Look for the word "reference" in the material below. Copy each line that has it.

● Data for the task
=== Begin Enclosure ===
//! Read-only document tree port.
//!
//! The engine never owns DOM memory. It sees a parsed document through the
//! [`DomAdapter`] trait and refers to elements with opaque [`ElementHandle`]
//! values that are only valid for the adapter that produced them. Navigating
//! to a new document invalidates every outstanding handle; anything that must
//! survive navigation snapshots attributes and URLs eagerly.
//!
//! A scraper-backed [`StaticDomAdapter`] ships in-crate so the collector,
//! recognizer, and detector run against plain fetched HTML without a browser.

mod static_adapter;

pub use static_adapter::StaticDomAdapter;

use serde::{Deserialize, Serialize};

/// Opaque, non-owning reference to an element inside one adapter's document.
#[derive(Debug, Clone, Copy, PartialEq, Eq, Hash, Serialize, Deserialize)]
pub struct ElementHandle(u32);

impl ElementHandle {
    /// Sentinel for records whose element reference has been invalidated.
    pub const NONE: Self = Self(u32::MAX);

    #[must_use]
    pub const fn from_raw(raw: u32) -> Self {
        Self(raw)
    }

    #[must_use]
    pub const fn raw(self) -> u32 {
        self.0
    }
}

impl Default for ElementHandle {
    fn default() -> Self {
        Self::NONE
    }
}

/// Subset of computed style the engine reasons about.
#[derive(Debug, Clone, PartialEq)]
pub struct ComputedStyle {
    pub display: String,
    pub visibility: String,
    pub opacity: f64,
    pub overflow_x: String,
    pub overflow_y: String,
    pub background_image: Option<String>,
}

impl Default for ComputedStyle {
    fn default() -> Self {
        Self {
            display: "block".to_string(),
            visibility: "visible".to_string(),
            opacity: 1.0,
            overflow_x: "visible".to_string(),
            overflow_y: "visible".to_string(),
            background_image: None,
        }
    }
}

impl ComputedStyle {
    /// Whether the element is rendered at all.
    #[must_use]
    pub fn is_visible(&self) -> bool {
        self.display != "none" && self.visibility != "hidden" && self.opacity > 0.0
    }
}

/// Bounding rectangle in layout pixels.
#[derive(Debug, Clone, Copy, PartialEq, Default, Serialize, Deserialize)]
pub struct Rect {
    pub x: f64,
    pub y: f64,
    pub width: f64,
    pub height: f64,
}

impl Rect {
    #[must_use]
    pub fn area(&self) -> f64 {
        self.width * self.height
    }

    #[must_use]
    pub fn is_zero(&self) -> bool {
        self.width <= 0.0 || self.height <= 0.0
    }

    #[must_use]
    pub fn center_x(&self) -> f64 {
        self.x + self.width / 2.0
    }

    #[must_use]
    pub fn center_y(&self) -> f64 {
        self.y + self.height / 2.0
    }
}

/// Error surface for adapters that can lose their document (crashed tab,
/// detached frame). The static adapter never produces one.
#[derive(Debug, thiserror::Error)]
pub enum DomError {
    #[error("document unavailable: {0}")]
    Unavailable(String),
}

/// Read-only view of a parsed document.
///
/// Implementations must be cheap to query repeatedly; the engine issues many
/// small queries per scan. `query_all` receives selectors that have already
/// passed [`sanitize_selector`]; a selector the implementation cannot parse
/// yields an empty result, never an error. Only the loss of the document
/// itself is an error.
pub trait DomAdapter: Send + Sync {
    fn query_all(&self, selector: &str) -> Result<Vec<ElementHandle>, DomError>;
    fn tag_name(&self, handle: ElementHandle) -> Option<String>;
    fn attributes(&self, handle: ElementHandle) -> Vec<(String, String)>;
    fn computed_style(&self, handle: ElementHandle) -> ComputedStyle;
    fn bounding_rect(&self, handle: ElementHandle) -> Rect;
    fn children(&self, handle: ElementHandle) -> Vec<ElementHandle>;
    fn parent(&self, handle: ElementHandle) -> Option<ElementHandle>;
    /// Open shadow roots only; closed roots stay hidden.
    fn shadow_root(&self, handle: ElementHandle) -> Option<ElementHandle>;
    fn text_content(&self, handle: ElementHandle) -> String;
    /// Height of the laid-out document, used to observe growth after
    /// click/AJAX navigation.
    fn document_height(&self) -> f64;

    fn attribute(&self, handle: ElementHandle, name: &str) -> Option<String> {
        self.attributes(handle)
            .into_iter()
            .find(|(k, _)| k.eq_ignore_ascii_case(name))
            .map(|(_, v)| v)
    }

    /// Every descendant of `handle`, depth-first, excluding `handle` itself.
    fn descendants(&self, handle: ElementHandle) -> Vec<ElementHandle> {
        let mut out = Vec::new();
        let mut stack: Vec<ElementHandle> = self.children(handle);
        stack.reverse();
        while let Some(next) = stack.pop() {
            out.push(next);
            let mut kids = self.children(next);
            kids.reverse();
            stack.extend(kids);
        }
        out
    }
}

/// Maximum accepted selector length. Anything longer is hostile or generated.
const MAX_SELECTOR_LEN: usize = 512;

/// Pre-parse gate for selectors coming from configuration or messages.
///
/// Rejects empty input, oversized input, and characters that never appear in
/// the selector grammar the engine uses (brace/semicolon injection, control
/// characters). Returns the trimmed selector on success.
#[must_use]
pub fn sanitize_selector(raw: &str) -> Option<&str> {
    let trimmed = raw.trim();
    if trimmed.is_empty() || trimmed.len() > MAX_SELECTOR_LEN {
        return None;
    }
    let ok = trimmed.chars().all(|c| {
        c.is_alphanumeric()
            || c.is_whitespace()
            || matches!(
                c,
                '-' | '_' | '#' | '.' | '*' | ',' | ':' | '>' | '~' | '+' | '[' | ']' | '='
                    | '"' | '\'' | '(' | ')' | '^' | '$' | '|'
            )
    });
    if ok { Some(trimmed) } else { None }
}

#[cfg(test)]
mod tests {
    use super::*;

    #[test]
    fn test_sanitize_selector_accepts_normal_grammar() {
        for sel in [
            "img",
            "*",
            "div.gallery > img",
            "a[rel='next']",
            "[data-src]",
            "ul.pagination li a, nav a",
            "section[aria-label*=\"gallery\"]",
        ] {
            assert!(sanitize_selector(sel).is_some(), "{sel} should pass");
        }
    }

    #[test]
    fn test_sanitize_selector_rejects_injection() {
        assert!(sanitize_selector("").is_none());
        assert!(sanitize_selector("   ").is_none());
        assert!(sanitize_selector("div { color: red }").is_none());
        assert!(sanitize_selector("img; drop").is_none());
        let huge = "a".repeat(600);
        assert!(sanitize_selector(&huge).is_none());
    }

    #[test]
    fn test_rect_helpers() {
        let r = Rect {
            x: 10.0,
            y: 20.0,
            width: 100.0,
            height: 50.0,
        };
        assert!((r.area() - 5000.0).abs() < f64::EPSILON);
        assert!(!r.is_zero());
        assert!((r.center_x() - 60.0).abs() < f64::EPSILON);
        assert!(Rect::default().is_zero());
    }
}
=== End Enclosure ===
● Exercise solution
/// Opaque, non-owning reference to an element inside one adapter's document.
    /// Sentinel for records whose element reference has been invalidated.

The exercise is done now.